■ **Source information**:
^^^^

pub struct HostProcessor {
    // Parameter targets; setters clamp, smoothers glide toward these.
    width_target: f32,
    dyn_width_target: f32,
    transient_sens_target: f32,
    mid_tilt_target: f32,
    side_air_freq_target: f32,
    side_air_gain_target: f32,
    low_anchor_target: f32,
    dirt_target: f32,
    ceiling_db_target: f32,
    limiter_release_target_ms: f32,
    limiter_lookahead_target_ms: f32,
    limiter_tilt_target: f32,
    limiter_mix_target: f32,
    limiter_link_target: LinkMode,
    limiter_bypass_target: bool,
    out_trim_db_target: f32,

    width_sm: ParamSmoother,
    dyn_width_sm: ParamSmoother,
    transient_sm: ParamSmoother,
    mid_tilt_sm: ParamSmoother,
    side_air_freq_sm: ParamSmoother,
    side_air_gain_sm: ParamSmoother,
    low_anchor_sm: ParamSmoother,
    dirt_sm: ParamSmoother,
    ceiling_sm: ParamSmoother,
    limiter_release_sm: ParamSmoother,
    limiter_lookahead_sm: ParamSmoother,
    limiter_tilt_sm: ParamSmoother,
    limiter_mix_sm: ParamSmoother,
    out_trim_sm: ParamSmoother,

    ms: MsMatrix,
    mid_tilt: TiltEq,
    side_air: AirEq,
    detector: TransientDetector,
    dyn_width: DynWidth,
    limiter: LookaheadLimiter,
    soft_sat: SoftSaturation,

    // Deinterleave scratch, sized at construction and prepare_to_play.
    scratch_l: Vec<f32>,
    scratch_r: Vec<f32>,

    meters: Arc<Meters>,
    telemetry_width: f32,
    telemetry_transient: f32,
    telemetry_limiter_gain: f32,
    limiter_telemetry: LimiterTelemetry,

    sample_rate: f64,
    block_size: usize,
}

impl Default for HostProcessor {
    fn default() -> Self {
        Self::new(DEFAULT_SAMPLE_RATE, DEFAULT_BLOCK_SIZE)
    }
}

^^^^

■ **Exercise directions**: Across these entries, count each line where the string "HostProcessor" shows up. Give only the count.

■ **Solution**: 2